Task objective> The answer must be a bare number: the count of lines below that contain "Path".
-- Input data follows --
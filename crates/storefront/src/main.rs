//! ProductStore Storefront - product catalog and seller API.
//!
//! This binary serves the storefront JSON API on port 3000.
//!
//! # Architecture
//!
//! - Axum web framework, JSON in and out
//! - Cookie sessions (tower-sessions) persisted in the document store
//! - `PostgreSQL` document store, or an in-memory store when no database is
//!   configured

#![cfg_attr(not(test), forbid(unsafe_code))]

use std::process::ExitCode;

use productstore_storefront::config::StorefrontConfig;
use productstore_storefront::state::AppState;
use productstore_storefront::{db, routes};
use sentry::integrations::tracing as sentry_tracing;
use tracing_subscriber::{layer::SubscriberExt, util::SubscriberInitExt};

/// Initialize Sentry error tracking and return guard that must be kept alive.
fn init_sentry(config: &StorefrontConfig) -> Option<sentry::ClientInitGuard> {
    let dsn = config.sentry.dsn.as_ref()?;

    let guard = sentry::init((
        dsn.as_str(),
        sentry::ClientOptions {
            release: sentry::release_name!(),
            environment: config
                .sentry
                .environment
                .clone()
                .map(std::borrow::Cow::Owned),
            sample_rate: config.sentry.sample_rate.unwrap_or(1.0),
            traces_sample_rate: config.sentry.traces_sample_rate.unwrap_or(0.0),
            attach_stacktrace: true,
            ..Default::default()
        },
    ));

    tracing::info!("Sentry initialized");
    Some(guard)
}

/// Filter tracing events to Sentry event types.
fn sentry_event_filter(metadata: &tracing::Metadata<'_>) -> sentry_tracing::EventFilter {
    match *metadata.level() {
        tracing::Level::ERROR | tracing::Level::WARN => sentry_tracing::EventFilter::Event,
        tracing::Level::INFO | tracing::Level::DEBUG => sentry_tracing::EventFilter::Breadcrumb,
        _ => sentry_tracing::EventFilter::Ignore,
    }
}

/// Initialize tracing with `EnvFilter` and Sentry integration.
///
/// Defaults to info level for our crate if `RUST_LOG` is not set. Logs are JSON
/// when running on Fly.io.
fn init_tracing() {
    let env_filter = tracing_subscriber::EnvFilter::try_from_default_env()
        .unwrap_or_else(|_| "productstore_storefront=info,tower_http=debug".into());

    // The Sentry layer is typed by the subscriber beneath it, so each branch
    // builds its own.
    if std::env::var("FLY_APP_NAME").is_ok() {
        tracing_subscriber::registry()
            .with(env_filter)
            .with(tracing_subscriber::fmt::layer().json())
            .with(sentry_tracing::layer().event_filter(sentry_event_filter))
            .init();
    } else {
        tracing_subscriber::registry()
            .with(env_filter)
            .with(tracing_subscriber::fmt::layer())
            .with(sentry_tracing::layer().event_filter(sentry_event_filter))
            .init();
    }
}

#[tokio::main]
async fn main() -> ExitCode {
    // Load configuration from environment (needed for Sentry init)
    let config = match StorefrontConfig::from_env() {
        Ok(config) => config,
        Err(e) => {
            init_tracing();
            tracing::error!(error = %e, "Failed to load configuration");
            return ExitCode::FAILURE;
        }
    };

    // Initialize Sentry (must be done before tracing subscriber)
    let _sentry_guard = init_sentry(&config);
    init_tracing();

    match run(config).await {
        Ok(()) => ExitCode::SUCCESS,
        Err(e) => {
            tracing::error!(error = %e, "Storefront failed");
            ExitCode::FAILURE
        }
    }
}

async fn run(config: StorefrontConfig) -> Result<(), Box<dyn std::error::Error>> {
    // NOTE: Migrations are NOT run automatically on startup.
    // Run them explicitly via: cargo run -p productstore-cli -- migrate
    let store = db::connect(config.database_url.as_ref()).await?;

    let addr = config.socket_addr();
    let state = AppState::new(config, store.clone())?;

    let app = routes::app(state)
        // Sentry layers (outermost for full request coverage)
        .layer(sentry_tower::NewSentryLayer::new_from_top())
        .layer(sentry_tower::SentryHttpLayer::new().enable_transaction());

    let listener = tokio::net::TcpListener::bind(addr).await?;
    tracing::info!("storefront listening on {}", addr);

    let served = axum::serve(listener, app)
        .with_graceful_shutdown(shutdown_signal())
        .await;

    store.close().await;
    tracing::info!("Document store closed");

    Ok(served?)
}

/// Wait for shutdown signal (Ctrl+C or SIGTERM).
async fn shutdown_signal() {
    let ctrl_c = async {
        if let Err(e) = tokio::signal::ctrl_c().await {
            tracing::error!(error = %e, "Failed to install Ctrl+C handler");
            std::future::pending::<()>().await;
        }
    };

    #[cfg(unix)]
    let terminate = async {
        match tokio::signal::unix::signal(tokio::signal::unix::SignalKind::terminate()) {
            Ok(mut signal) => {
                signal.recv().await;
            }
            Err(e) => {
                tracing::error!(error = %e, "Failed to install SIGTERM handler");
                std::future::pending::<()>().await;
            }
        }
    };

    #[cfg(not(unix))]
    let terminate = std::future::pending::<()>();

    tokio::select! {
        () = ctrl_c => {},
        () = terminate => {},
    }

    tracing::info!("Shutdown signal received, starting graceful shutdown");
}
-- Input data concluded --
-- Input data follows --
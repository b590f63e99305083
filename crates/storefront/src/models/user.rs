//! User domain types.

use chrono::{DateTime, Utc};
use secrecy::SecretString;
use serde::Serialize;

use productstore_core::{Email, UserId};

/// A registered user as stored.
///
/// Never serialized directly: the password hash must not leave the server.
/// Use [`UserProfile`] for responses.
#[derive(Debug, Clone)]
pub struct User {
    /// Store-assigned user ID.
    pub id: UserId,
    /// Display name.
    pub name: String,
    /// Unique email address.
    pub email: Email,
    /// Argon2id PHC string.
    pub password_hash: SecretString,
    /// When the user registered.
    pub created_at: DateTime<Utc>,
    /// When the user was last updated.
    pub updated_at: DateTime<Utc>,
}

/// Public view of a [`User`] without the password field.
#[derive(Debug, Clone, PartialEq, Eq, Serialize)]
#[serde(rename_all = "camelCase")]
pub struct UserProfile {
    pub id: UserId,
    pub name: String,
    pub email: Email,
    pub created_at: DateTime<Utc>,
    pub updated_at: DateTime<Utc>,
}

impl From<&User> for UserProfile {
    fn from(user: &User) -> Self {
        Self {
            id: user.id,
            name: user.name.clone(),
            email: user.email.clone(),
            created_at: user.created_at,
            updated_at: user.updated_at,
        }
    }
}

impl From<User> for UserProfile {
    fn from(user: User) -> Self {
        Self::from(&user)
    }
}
-- Input data concluded --
-- Input data follows --
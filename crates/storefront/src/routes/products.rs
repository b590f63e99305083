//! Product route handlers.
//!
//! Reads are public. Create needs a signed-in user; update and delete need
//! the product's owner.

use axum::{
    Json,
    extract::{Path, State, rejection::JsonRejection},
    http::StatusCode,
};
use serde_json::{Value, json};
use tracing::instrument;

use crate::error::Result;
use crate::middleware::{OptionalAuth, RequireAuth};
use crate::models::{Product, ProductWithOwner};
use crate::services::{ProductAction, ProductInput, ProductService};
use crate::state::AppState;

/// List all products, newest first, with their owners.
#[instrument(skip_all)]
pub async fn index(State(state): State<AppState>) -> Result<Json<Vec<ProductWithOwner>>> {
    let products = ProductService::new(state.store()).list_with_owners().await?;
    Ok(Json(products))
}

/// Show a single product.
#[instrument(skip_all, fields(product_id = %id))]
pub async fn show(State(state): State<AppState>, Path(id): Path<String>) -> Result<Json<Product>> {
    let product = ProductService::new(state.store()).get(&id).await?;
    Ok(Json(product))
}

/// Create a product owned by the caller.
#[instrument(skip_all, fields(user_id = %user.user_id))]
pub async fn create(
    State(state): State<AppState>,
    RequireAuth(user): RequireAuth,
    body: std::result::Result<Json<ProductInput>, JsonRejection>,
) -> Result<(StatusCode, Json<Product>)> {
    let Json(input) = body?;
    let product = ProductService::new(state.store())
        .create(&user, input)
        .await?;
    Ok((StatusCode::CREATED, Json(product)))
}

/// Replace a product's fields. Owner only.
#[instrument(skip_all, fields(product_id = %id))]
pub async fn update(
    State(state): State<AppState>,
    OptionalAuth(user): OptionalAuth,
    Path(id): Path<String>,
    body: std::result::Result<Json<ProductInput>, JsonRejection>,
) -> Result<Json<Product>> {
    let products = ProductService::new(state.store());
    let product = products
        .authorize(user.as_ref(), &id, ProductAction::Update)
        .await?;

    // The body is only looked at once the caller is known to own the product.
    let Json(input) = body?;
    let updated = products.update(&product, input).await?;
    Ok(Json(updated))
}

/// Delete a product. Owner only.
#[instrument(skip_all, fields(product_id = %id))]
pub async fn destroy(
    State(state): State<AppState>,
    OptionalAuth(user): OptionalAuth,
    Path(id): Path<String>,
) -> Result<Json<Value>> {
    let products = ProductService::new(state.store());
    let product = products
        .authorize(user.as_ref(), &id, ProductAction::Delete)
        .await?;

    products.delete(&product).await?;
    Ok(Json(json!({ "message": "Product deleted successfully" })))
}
-- Input data concluded --
Your response> 4